The current assault on D.C.’s working class and poor began with the control board regime and its instrument, then-CFO Tony Williams. Structural adjustment applied locally: Erode democracy (leaving just the remnants of home rule), privatize, cut the already inadequate safety net (and now the school budget), give tax cuts to the corporations and rich, promote gentrification, keep welfare and a third of D.C.’s kids below the poverty level, close our public hospital, and make sure those “middle class” residents who can manage to pay their bills work two to three jobs so they have no time or energy to fight back. To be sure, some benefited, with the wealthy-taxpayer income booming in the ’90s, reaching some 7.25 billion dollars in 2000 (greater than $100K bracket).

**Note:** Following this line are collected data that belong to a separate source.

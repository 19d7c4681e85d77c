use console::Style;
use once_cell::sync::Lazy;

pub static TITLE: Lazy<Style> = Lazy::new(|| Style::new().bold());
pub static HEADING: Lazy<Style> = Lazy::new(|| Style::new().bold().underlined());
pub static FEATURED: Lazy<Style> = Lazy::new(|| Style::new().yellow());
pub static DATE: Lazy<Style> = Lazy::new(|| Style::new().color256(246).italic());
pub static FACET: Lazy<Style> = Lazy::new(|| Style::new().cyan());
pub static FACET_SELECTED: Lazy<Style> = Lazy::new(|| Style::new().black().on_cyan());
pub static URL: Lazy<Style> = Lazy::new(|| Style::new().dim());
pub static HINT: Lazy<Style> = Lazy::new(|| Style::new().dim().italic());

/// Applies styles only when color output is on.
#[derive(Debug, Clone, Copy)]
pub struct Painter {
    pub color: bool,
}

impl Painter {
    pub fn new(color: bool) -> Self {
        Self { color }
    }

    pub fn paint(&self, style: &Style, text: &str) -> String {
        if self.color {
            style.apply_to(text).force_styling(true).to_string()
        } else {
            text.to_string()
        }
    }
}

McKinney is almost right on one point—our “radically redistributive tax structure”—but it is opposite to what he implies. The wealthy continue to pay a smaller percentage of their income as local taxes than low-income households, thanks in large part to the federal deduction offset taken heavily by upper-income taxpayers. (Deduction of D.C. income and property taxes along with mortgage in itemized federal returns means lower federal tax payment; hence D.C. tax cuts for the wealthy, such as tax parity, are effective reverse federal payments.) The lowest fifth and middle-income families pay about 10 percent, while the richest, averaging $1.8 million in family income, paid 6.4 percent in 1995, with the federal deduction offset included; more recent data indicate similar if not greater regressivity (Citizens for Tax Justice and Institute on Taxation and Economic Policy studies). Further, it is an urban myth to claim, as many Democratic and Republican politicians do, that D.C. households pay excessively high taxes compared with those in the suburbs, especially Maryland (see Ed Lazere’s article on the D.C. Fiscal Policy Institute Web site). The modified budget sent to Congress includes substantial cuts in education ($29 million) and social services ($54
million). Once again, we face a budget balanced on the backs of low-income and working-class residents instead of those who are most able to bear the burden, wealthy taxpayers and corporations.

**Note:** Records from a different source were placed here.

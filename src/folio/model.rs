use serde::{Deserialize, Serialize};
use std::fmt;
use std::str::FromStr;

/// The listing a content item belongs to. Also the second URL segment.
#[derive(Debug, Clone, Copy, PartialEq, Eq, Hash, Serialize, Deserialize)]
#[serde(rename_all = "lowercase")]
pub enum Section {
    Blog,
    Projects,
}

impl Section {
    pub fn as_str(&self) -> &'static str {
        match self {
            Section::Blog => "blog",
            Section::Projects => "projects",
        }
    }
}

impl fmt::Display for Section {
    fn fmt(&self, f: &mut fmt::Formatter<'_>) -> fmt::Result {
        f.write_str(self.as_str())
    }
}

impl FromStr for Section {
    type Err = String;

    fn from_str(s: &str) -> Result<Self, Self::Err> {
        match s.trim().to_lowercase().as_str() {
            "blog" | "posts" => Ok(Section::Blog),
            "projects" => Ok(Section::Projects),
            other => Err(format!("Unknown section: {}", other)),
        }
    }
}

/// Languages a post can be written in.
#[derive(Debug, Clone, Copy, PartialEq, Eq, Hash, Default, Serialize, Deserialize)]
#[serde(rename_all = "lowercase")]
pub enum Language {
    #[default]
    En,
    Es,
    Ru,
    Ge,
}

impl Language {
    pub fn code(&self) -> &'static str {
        match self {
            Language::En => "en",
            Language::Es => "es",
            Language::Ru => "ru",
            Language::Ge => "ge",
        }
    }
}

impl fmt::Display for Language {
    fn fmt(&self, f: &mut fmt::Formatter<'_>) -> fmt::Result {
        f.write_str(self.code())
    }
}

impl FromStr for Language {
    type Err = String;

    fn from_str(s: &str) -> Result<Self, Self::Err> {
        match s.trim().to_lowercase().as_str() {
            "en" => Ok(Language::En),
            "es" => Ok(Language::Es),
            "ru" => Ok(Language::Ru),
            "ge" => Ok(Language::Ge),
            other => Err(format!("Unsupported language: {}", other)),
        }
    }
}

#[derive(Debug, Clone, PartialEq, Eq, Serialize, Deserialize)]
pub struct Image {
    pub src: String,
    #[serde(default)]
    pub alt: String,
}

/// A blog post as produced by the content loader.
#[derive(Debug, Clone, PartialEq, Eq, Serialize, Deserialize)]
#[serde(rename_all = "camelCase")]
pub struct Post {
    pub slug: String,
    pub title: String,
    pub excerpt: String,
    #[serde(default, alias = "publishDate")]
    pub date: String,
    pub tags: Vec<String>,
    #[serde(default)]
    pub featured: bool,
    #[serde(default)]
    pub language: Language,
    #[serde(default = "default_author")]
    pub author: String,
    #[serde(default = "default_read_time")]
    pub read_time: String,
    #[serde(default, skip_serializing_if = "Option::is_none")]
    pub image: Option<Image>,
}

fn default_author() -> String {
    "Anonymous".to_string()
}

fn default_read_time() -> String {
    "5 min".to_string()
}

/// Project years show up both as numbers and as strings in content files.
#[derive(Debug, Clone, PartialEq, Eq, Serialize, Deserialize)]
#[serde(untagged)]
pub enum Year {
    Number(i64),
    Text(String),
}

impl fmt::Display for Year {
    fn fmt(&self, f: &mut fmt::Formatter<'_>) -> fmt::Result {
        match self {
            Year::Number(n) => write!(f, "{}", n),
            Year::Text(s) => f.write_str(s),
        }
    }
}

/// A portfolio project as produced by the content loader.
#[derive(Debug, Clone, PartialEq, Eq, Serialize, Deserialize)]
#[serde(rename_all = "camelCase")]
pub struct Project {
    #[serde(default, skip_serializing_if = "Option::is_none")]
    pub id: Option<u64>,
    // Filled from the title by the loader when missing.
    #[serde(default)]
    pub slug: String,
    pub title: String,
    pub description: String,
    #[serde(default, alias = "technologies")]
    pub tech: Vec<String>,
    pub category: String,
    pub year: Year,
    #[serde(default)]
    pub featured: bool,
    #[serde(default, skip_serializing_if = "Option::is_none")]
    pub status: Option<String>,
    #[serde(default, alias = "linkRepository", alias = "github")]
    pub repository: Option<String>,
    #[serde(default, alias = "linkDemo")]
    pub demo: Option<String>,
    #[serde(default, skip_serializing_if = "Option::is_none")]
    pub image: Option<String>,
}

#[cfg(test)]
mod tests {
    use super::*;

    #[test]
    fn post_defaults_apply() {
        let json = r#"{"slug":"en/hello","title":"Hello","excerpt":"Hi","date":"2024-01-01","tags":["rust"]}"#;
        let post: Post = serde_json::from_str(json).unwrap();
        assert!(!post.featured);
        assert_eq!(post.language, Language::En);
        assert_eq!(post.author, "Anonymous");
        assert_eq!(post.read_time, "5 min");
    }

    #[test]
    fn post_accepts_front_matter_names() {
        let json = r#"{"slug":"a","title":"A","excerpt":"x","publishDate":"2024-02-03","tags":["t"],"readTime":"3 min","language":"es"}"#;
        let post: Post = serde_json::from_str(json).unwrap();
        assert_eq!(post.date, "2024-02-03");
        assert_eq!(post.read_time, "3 min");
        assert_eq!(post.language, Language::Es);
    }

    #[test]
    fn project_year_number_or_string() {
        let a: Project = serde_json::from_str(
            r#"{"title":"A","description":"d","category":"Web","year":2023}"#,
        )
        .unwrap();
        let b: Project = serde_json::from_str(
            r#"{"title":"B","description":"d","category":"Web","year":"2021","technologies":["go"],"linkDemo":"https://b.dev"}"#,
        )
        .unwrap();
        assert_eq!(a.year, Year::Number(2023));
        assert_eq!(b.year, Year::Text("2021".into()));
        assert_eq!(b.tech, vec!["go".to_string()]);
        assert_eq!(b.demo.as_deref(), Some("https://b.dev"));
        assert!(a.slug.is_empty());
    }

    #[test]
    fn section_parses_aliases() {
        assert_eq!("Blog".parse::<Section>().unwrap(), Section::Blog);
        assert_eq!("posts".parse::<Section>().unwrap(), Section::Blog);
        assert_eq!("projects".parse::<Section>().unwrap(), Section::Projects);
        assert!("home".parse::<Section>().is_err());
    }
}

New figures from the 2000 census highlight the growth of income inequality and poverty among District residents in the decade since 1990. Families in poverty grew from 13 percent to 17 percent, while poverty among children younger than 18 grew from 25 percent to 31 percent (Washington Post, 6/6/02). Things have gotten worse since the recession. The District income gap is greater than that of any state, or virtually all the nation’s major cities, and is the underlying cause of the poverty and bad health of so many of our residents (Washington Post, 8/16/98). D.C.’s ratio of the top fifth to bottom fifth of average income of families with children is 27 to 1, $203,110 to $7,498, compared with a national ratio of 10 to 1. (For more documentation visit www.dcstatehoodgreen.org.) One way to reduce this income gap is a more progressive local tax structure. Tough love for the rich means a better life for all.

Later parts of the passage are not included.